巴斯德毕赤酵母中甘油通过GT1和MXR1调控甲醇代谢的分子机理研究

AOX1 (alcohol oxidase 1) start the methanol catabolism when methanol is as sole carbon source in Pichia pastoris. Pichia pastoris was developed as one of the most important eukaryotic expression systems based on the strong AOX1 promoter. Glycerol can repress AOX1’s transcription, but the molecular mechanism is unclear. In our past work, GT1 (glycerol transporter 1) was firstly cloned and identified. And the ΔGT1 mutants relieve the repress of glycerol to AOX1. After analysis, we believe the interactions of GT1 gene, MXR1 protein, and AOX1 gene play an important role in the regulation of methanol metabolism.
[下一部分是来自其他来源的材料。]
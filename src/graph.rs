use crate::config::{OutputFormat, RenderOptions};
use crate::ir::{ChartKind, ChartSpec};
use crate::table::Value;
use anyhow::{anyhow, Context, Result};
use chrono::{DateTime, Utc};
use image::ImageEncoder;
use plotters::coord::Shift;
use plotters::prelude::*;
use std::fmt;

/// Colours for the second and later line series
const PALETTE: [RGBColor; 6] = [
    RGBColor(31, 119, 180),
    RGBColor(44, 160, 44),
    RGBColor(255, 127, 14),
    RGBColor(148, 103, 189),
    RGBColor(140, 86, 75),
    RGBColor(23, 190, 207),
];

/// Maximum number of x tick labels on a line chart
const MAX_X_LABELS: usize = 12;

/// Render one resolved chart to PNG or SVG bytes
pub fn render_chart(spec: &ChartSpec, options: &RenderOptions) -> Result<Vec<u8>> {
    if spec.pivot.rows.is_empty() {
        anyhow::bail!("Cannot render '{}': no groups to plot", spec.title);
    }

    match options.format {
        OutputFormat::Png => render_png(spec, options),
        OutputFormat::Svg => render_svg(spec, options),
    }
}

fn render_png(spec: &ChartSpec, options: &RenderOptions) -> Result<Vec<u8>> {
    let (width, height) = (options.width, options.height);
    let mut buffer = vec![0u8; (width * height * 3) as usize];
    {
        let root = BitMapBackend::with_buffer(&mut buffer, (width, height)).into_drawing_area();
        draw(&root, spec, options)?;
    }

    let mut png_bytes = Vec::new();
    {
        let encoder = image::codecs::png::PngEncoder::new(&mut png_bytes);
        encoder
            .write_image(&buffer, width, height, image::ColorType::Rgb8)
            .context("Failed to encode PNG")?;
    }

    Ok(png_bytes)
}

fn render_svg(spec: &ChartSpec, options: &RenderOptions) -> Result<Vec<u8>> {
    let mut svg = String::new();
    {
        let root = SVGBackend::with_string(&mut svg, (options.width, options.height))
            .into_drawing_area();
        draw(&root, spec, options)?;
    }
    Ok(svg.into_bytes())
}

/// plotters errors carry the backend error type, which is not always
/// `'static`; flatten them into anyhow with a description.
trait DrawContext<T> {
    fn draw_context(self, what: &str) -> Result<T>;
}

impl<T, E: fmt::Debug> DrawContext<T> for std::result::Result<T, E> {
    fn draw_context(self, what: &str) -> Result<T> {
        self.map_err(|e| anyhow!("{}: {:?}", what, e))
    }
}

fn draw<DB: DrawingBackend>(
    root: &DrawingArea<DB, Shift>,
    spec: &ChartSpec,
    options: &RenderOptions,
) -> Result<()> {
    root.fill(&WHITE).draw_context("Failed to fill background")?;

    match spec.kind {
        ChartKind::Bar => draw_bar(root, spec, options)?,
        ChartKind::Line => draw_line(root, spec, options)?,
    }

    root.present().draw_context("Failed to present drawing")?;
    Ok(())
}

/// Horizontal bars: values along x, one category per row, first row on top
fn draw_bar<DB: DrawingBackend>(
    root: &DrawingArea<DB, Shift>,
    spec: &ChartSpec,
    options: &RenderOptions,
) -> Result<()> {
    let categories: Vec<String> = spec.pivot.keys().iter().map(|k| k.to_string()).collect();
    let values: Vec<f64> = spec.pivot.series(0).into_iter().map(|v| v.unwrap_or(0.0)).collect();
    let n = categories.len() as i32;

    let lo = values.iter().cloned().fold(0.0, f64::min);
    let hi = values.iter().cloned().fold(0.0, f64::max);
    let x_range = if lo == hi {
        (lo - 1.0)..(hi + 1.0)
    } else {
        // Room for the value labels past the bar ends
        let padding = (hi - lo) * 0.1;
        (lo - if lo < 0.0 { padding } else { 0.0 })..(hi + padding)
    };

    let label_width = categories.iter().map(|c| c.chars().count()).max().unwrap_or(0) as u32;
    let mut chart = ChartBuilder::on(root)
        .margin(10)
        .caption(&spec.title, ("sans-serif", 20))
        .x_label_area_size(40)
        .y_label_area_size((label_width * 7 + 30).clamp(50, 250))
        .build_cartesian_2d(x_range, (0..n).into_segmented())
        .draw_context("Failed to build chart")?;

    // Row 0 is drawn at the top, so segment i shows row n - 1 - i
    let row_of = |i: i32| (n - 1 - i) as usize;
    let label_for = |v: &SegmentValue<i32>| match v {
        SegmentValue::CenterOf(i) if *i >= 0 && *i < n => categories[row_of(*i)].clone(),
        _ => String::new(),
    };

    chart
        .configure_mesh()
        .disable_y_mesh()
        .x_desc(spec.x_label.as_str())
        .y_desc(spec.y_label.as_deref().unwrap_or(""))
        .y_labels(categories.len())
        .y_label_formatter(&label_for)
        .draw()
        .draw_context("Failed to draw mesh")?;

    let color = parse_color(&options.color);
    chart
        .draw_series(values.iter().enumerate().map(|(row, &v)| {
            let i = n - 1 - row as i32;
            let mut bar = Rectangle::new(
                [(0.0, SegmentValue::Exact(i)), (v, SegmentValue::Exact(i + 1))],
                color.filled(),
            );
            bar.set_margin(3, 3, 0, 0);
            bar
        }))
        .draw_context("Failed to draw bars")?;

    let label_style = ("sans-serif", 12).into_font().color(&BLACK);
    chart
        .draw_series(values.iter().enumerate().map(|(row, &v)| {
            let i = n - 1 - row as i32;
            Text::new(format!("{:.0}", v), (v, SegmentValue::CenterOf(i)), label_style.clone())
        }))
        .draw_context("Failed to draw value labels")?;

    Ok(())
}

/// How line-chart keys map onto the numeric x axis
enum KeyAxis {
    Numeric,
    /// Days since the Unix epoch
    Temporal,
    /// Position of each key, for text or boolean groupings
    Categorical(Vec<String>),
}

impl KeyAxis {
    fn for_keys(keys: &[&Value]) -> Self {
        if keys.iter().all(|k| k.as_f64().is_some()) {
            KeyAxis::Numeric
        } else if keys.iter().all(|k| k.as_datetime().is_some()) {
            KeyAxis::Temporal
        } else {
            KeyAxis::Categorical(keys.iter().map(|k| k.to_string()).collect())
        }
    }

    fn position(&self, index: usize, key: &Value) -> f64 {
        match self {
            KeyAxis::Numeric => key.as_f64().unwrap_or(index as f64),
            KeyAxis::Temporal => key
                .as_datetime()
                .map(|dt| dt.and_utc().timestamp() as f64 / 86_400.0)
                .unwrap_or(index as f64),
            KeyAxis::Categorical(_) => index as f64,
        }
    }

    fn label(&self, x: f64) -> String {
        match self {
            KeyAxis::Numeric => {
                if x.fract() == 0.0 {
                    format!("{:.0}", x)
                } else {
                    format!("{:.2}", x)
                }
            }
            KeyAxis::Temporal => {
                let secs = (x * 86_400.0).round() as i64;
                DateTime::<Utc>::from_timestamp(secs, 0)
                    .map(|dt| dt.naive_utc().format("%Y-%m-%d").to_string())
                    .unwrap_or_default()
            }
            KeyAxis::Categorical(names) => {
                let idx = x.round();
                if (x - idx).abs() < 1e-6 && idx >= 0.0 && (idx as usize) < names.len() {
                    names[idx as usize].clone()
                } else {
                    String::new()
                }
            }
        }
    }
}

fn draw_line<DB: DrawingBackend>(
    root: &DrawingArea<DB, Shift>,
    spec: &ChartSpec,
    options: &RenderOptions,
) -> Result<()> {
    let keys = spec.pivot.keys();
    let axis = KeyAxis::for_keys(&keys);
    let xs: Vec<f64> = keys.iter().enumerate().map(|(i, k)| axis.position(i, k)).collect();

    // x spans exactly the first and last key
    let (x_min, x_max) = match &spec.x_range {
        Some((lo, hi)) => (axis.position(0, lo), axis.position(keys.len() - 1, hi)),
        None => (xs[0], xs[xs.len() - 1]),
    };
    let x_range = if x_min == x_max {
        (x_min - 1.0)..(x_max + 1.0)
    } else {
        x_min..x_max
    };

    let series: Vec<Vec<Option<f64>>> =
        (0..spec.series_labels.len()).map(|i| spec.pivot.series(i)).collect();
    let all_y: Vec<f64> = series.iter().flatten().flatten().copied().collect();
    let y_min = all_y.iter().cloned().fold(f64::INFINITY, f64::min);
    let y_max = all_y.iter().cloned().fold(f64::NEG_INFINITY, f64::max);
    let y_range = if y_min == y_max {
        (y_min - 1.0)..(y_max + 1.0)
    } else {
        let padding = (y_max - y_min) * 0.05;
        (y_min - padding)..(y_max + padding)
    };

    let mut chart = ChartBuilder::on(root)
        .margin(10)
        .caption(&spec.title, ("sans-serif", 20))
        .x_label_area_size(if spec.rotation == 90 { 90 } else { 40 })
        .y_label_area_size(60)
        .build_cartesian_2d(x_range, y_range)
        .draw_context("Failed to build chart")?;

    let mut x_label_style = ("sans-serif", 12).into_font();
    if spec.rotation == 90 {
        x_label_style = x_label_style.transform(FontTransform::Rotate90);
    }
    let tick_label = |x: &f64| axis.label(*x);

    chart
        .configure_mesh()
        .x_desc(spec.x_label.as_str())
        .x_labels(keys.len().min(MAX_X_LABELS))
        .x_label_style(x_label_style)
        .x_label_formatter(&tick_label)
        .draw()
        .draw_context("Failed to draw mesh")?;

    let primary = parse_color(&options.color);
    for (idx, (label, values)) in spec.series_labels.iter().zip(&series).enumerate() {
        let color = if idx == 0 {
            primary
        } else {
            PALETTE[(idx - 1) % PALETTE.len()]
        };
        let points: Vec<(f64, f64)> = xs
            .iter()
            .zip(values)
            .filter_map(|(&x, v)| v.map(|y| (x, y)))
            .collect();

        chart
            .draw_series(LineSeries::new(points.clone(), color.stroke_width(2)))
            .draw_context("Failed to draw line")?
            .label(label.as_str())
            .legend(move |(x, y)| PathElement::new(vec![(x, y), (x + 20, y)], color.stroke_width(2)));

        chart
            .draw_series(points.into_iter().map(|p| Circle::new(p, 3, color.filled())))
            .draw_context("Failed to draw points")?;
    }

    chart
        .configure_series_labels()
        .background_style(WHITE.mix(0.8))
        .border_style(BLACK)
        .draw()
        .draw_context("Failed to draw legend")?;

    Ok(())
}

/// Parse a colour name or `#rrggbb`; unknown values fall back to red
fn parse_color(color: &str) -> RGBColor {
    if let Some(hex) = color.strip_prefix('#') {
        if hex.len() == 6 {
            let channel = |i: usize| u8::from_str_radix(&hex[i..i + 2], 16).ok();
            if let (Some(r), Some(g), Some(b)) = (channel(0), channel(2), channel(4)) {
                return RGBColor(r, g, b);
            }
        }
    }

    match color.to_ascii_lowercase().as_str() {
        "green" => GREEN,
        "blue" => BLUE,
        "black" => BLACK,
        "yellow" => YELLOW,
        "cyan" => CYAN,
        "magenta" => MAGENTA,
        "white" => WHITE,
        _ => RED,
    }
}

#[cfg(test)]
mod tests {
    use super::*;
    use crate::aggregate::{pivot, top_groups, AggOp, PivotRequest};
    use crate::ir::ChartKind;
    use crate::table::{Column, Table};
    use chrono::NaiveDate;

    fn bar_spec() -> ChartSpec {
        let text = |s: &str| Value::Text(s.to_string());
        let table = Table::new(vec![
            Column::new("Region", vec![text("A"), text("A"), text("B")]),
            Column::new("Sales", vec![Value::Int(10), Value::Int(20), Value::Int(5)]),
        ])
        .unwrap();
        ChartSpec {
            kind: ChartKind::Bar,
            title: "Sum of Sales by Region".to_string(),
            x_label: "Sales".to_string(),
            y_label: Some("Region".to_string()),
            series_labels: vec!["Sales".to_string()],
            rotation: 0,
            x_range: None,
            pivot: top_groups(&table, "Region", "Sales", AggOp::Sum, 20).unwrap(),
        }
    }

    fn line_spec() -> ChartSpec {
        let date = |m: u32| {
            Value::DateTime(NaiveDate::from_ymd_opt(2023, m, 1).unwrap().and_hms_opt(0, 0, 0).unwrap())
        };
        let table = Table::new(vec![
            Column::new("Order Date", vec![date(1), date(2), date(3)]),
            Column::new("Sales", vec![Value::Int(3), Value::Int(7), Value::Int(4)]),
            Column::new("Profit", vec![Value::Int(1), Value::Int(2), Value::Int(1)]),
        ])
        .unwrap();
        let result = pivot(
            &table,
            &PivotRequest {
                group_by: "Order Date".to_string(),
                values: vec!["Sales".to_string(), "Profit".to_string()],
                op: AggOp::Sum,
            },
        )
        .unwrap();
        ChartSpec {
            kind: ChartKind::Line,
            title: "Sum of Sales, Profit by Order Date in grouping by Year-Month".to_string(),
            x_label: "Order Date".to_string(),
            y_label: None,
            series_labels: vec!["Sales".to_string(), "Profit".to_string()],
            rotation: 90,
            x_range: result.key_range(),
            pivot: result,
        }
    }

    #[test]
    fn test_parse_color() {
        assert_eq!(parse_color("red"), RED);
        assert_eq!(parse_color("Blue"), BLUE);
        assert_eq!(parse_color("#102030"), RGBColor(16, 32, 48));
        assert_eq!(parse_color("#zz"), RED);
        assert_eq!(parse_color("unknown"), RED);
    }

    #[test]
    fn test_key_axis_labels() {
        let d = Value::DateTime(NaiveDate::from_ymd_opt(2023, 3, 1).unwrap().and_hms_opt(0, 0, 0).unwrap());
        let keys = vec![&d];
        let axis = KeyAxis::for_keys(&keys);
        let x = axis.position(0, &d);
        assert_eq!(axis.label(x), "2023-03-01");

        let a = Value::Text("a".to_string());
        let b = Value::Text("b".to_string());
        let axis = KeyAxis::for_keys(&[&a, &b]);
        assert_eq!(axis.label(1.0), "b");
        assert_eq!(axis.label(0.5), "");

        let y = Value::Int(2021);
        let axis = KeyAxis::for_keys(&[&y]);
        assert_eq!(axis.label(axis.position(0, &y)), "2021");
    }

    #[test]
    fn test_render_bar_png() {
        let bytes = render_chart(&bar_spec(), &RenderOptions::default()).unwrap();
        assert_eq!(&bytes[..8], b"\x89PNG\r\n\x1a\n");
    }

    #[test]
    fn test_render_line_svg() {
        let options = RenderOptions {
            format: OutputFormat::Svg,
            ..RenderOptions::default()
        };
        let bytes = render_chart(&line_spec(), &options).unwrap();
        let svg = String::from_utf8(bytes).unwrap();
        assert!(svg.starts_with("<svg"));
    }

    #[test]
    fn test_render_empty_chart_fails() {
        let mut spec = bar_spec();
        spec.pivot.rows.clear();
        let err = render_chart(&spec, &RenderOptions::default()).unwrap_err();
        assert!(err.to_string().contains("no groups"));
    }
}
In this project, we will: construct the 3D structure of GT1, and research it’s action mechanism; Research the metabolic characteristics of glycerol and methanol, research the expression of GT1, MXR1, and AOX1 through the low/high expression of GT1 and MXR1; Research the interaction of GT1 gene and MXR1 protein through EMSA; Research exogenous protein’s expression when ΔGT1 mutants as host; Determination the new transcription factors through transcriptome sequencing. The project will clarify the the interactions of GT1, MXR1, and AOX1, exploring the molecular mechanism of glycerol’s repression to methanol metabolism.

巴斯德毕赤酵母在甲醇为唯一碳源时，醇氧化酶AOX1启动甲醇分解代谢，基于高效的AOX1启动子，该菌被开发为最重要的真核表达系统之一，但甘油可以阻遏AOX1的转录，其分子机理尚不清楚。经前期研究，申请者首次克隆并鉴定了甘油转运体GT1，发现ΔGT1突变株可以解除甘油对AOX1的阻遏。经分析，GT1基因、MXR1蛋白、AOX1基因的相互作用在甘油调控甲醇代谢过程中扮演重要角色，本项目拟：研究GT1的三级结构和作用机制；通过GT1、MXR1的低/高表达研究菌株对甘油、甲醇的代谢特征，及GT1、MXR1、AOX1表达特性；通过EMSA实验研究GT1基因和MXR1蛋白的相互作用；研究ΔGT1突变株为宿主、甘油为碳源时外源蛋白表达的新模式；通过转录组测定研究甘油阻遏甲醇代谢信号通路中的信号分子。项目将阐明MXR1在GT1抑制AOX1信号通路中的重要作用，探索巴斯德毕赤酵母甘油阻遏甲醇代谢的分子机理。

巴斯德毕赤酵母在甲醇为唯一碳源时，醇氧化酶AOX1启动甲醇分解代谢，基于高效的AOX1启动子，该菌被开发为最重要的真核表达系统之一，但甘油可以阻遏AOX1的转录，其分子机理尚不清楚。基于前期发现的甘油转运体GT1开展巴斯德毕赤酵母中甘油通过GT1和MXR1调控甲醇代谢的分子机理研究。表达纯化了GT1，体外实验验证了GT1与甘油的互作。分析了甘油转运体GT1的甘油转运机制及其对甲醇代谢的影响。确定了GT1定位于细胞质膜。预测了PGT1结构，发现了其中与MXR1相互作用的位点是–141至–138位的CCCC。研究了毕赤酵母低表达和高表达GT1、MXR1时在不同培养基中的生长特征、基因表达特性，发现GT1通过提高细胞内的甘油含量抑制MXR1的表达，进而抑制甲醇代谢，MXR1和GT1互相抑制，在不同碳源情况下调控甲醇代谢。研究了△GT1菌株在不同培养基中生长特性，结果显示突变株对甘油的转运效率明显降低，AOX1酶活测定显示，突变株在甘油甲醇混合培养基中表现出了良好的抗阻遏效果，并对样品进行转录组测定。筛选得到21个高表达基因，GT1对甘油代谢影响的13个基因和对甲醇影响的23个基因。进而对以上基因进行了初步分析，构建了AMPK/SNF1信号通路和MAPK/HOG信号通路对甲醇代谢调控的可能模式图。对以ΔGT1为宿主表达EGFP外源蛋白的发酵培养条件进行了优化，结果显示，96小时培养后甘油甲醇混合碳源流加模式菌体量显著提高，总体EGFP表达量显著提高。运用CRISPR/Cas9基因编辑系统在毕赤酵母基因组上成功将MXR1第215位丝氨酸定点突变，发现了MXR1新的调控模式。研究结果进一步丰富了巴斯德毕赤酵母甲醇代谢调控的分子机理，并尝试开发了新的外源蛋白表达模式，体现出了良好的理论价值和应用价值。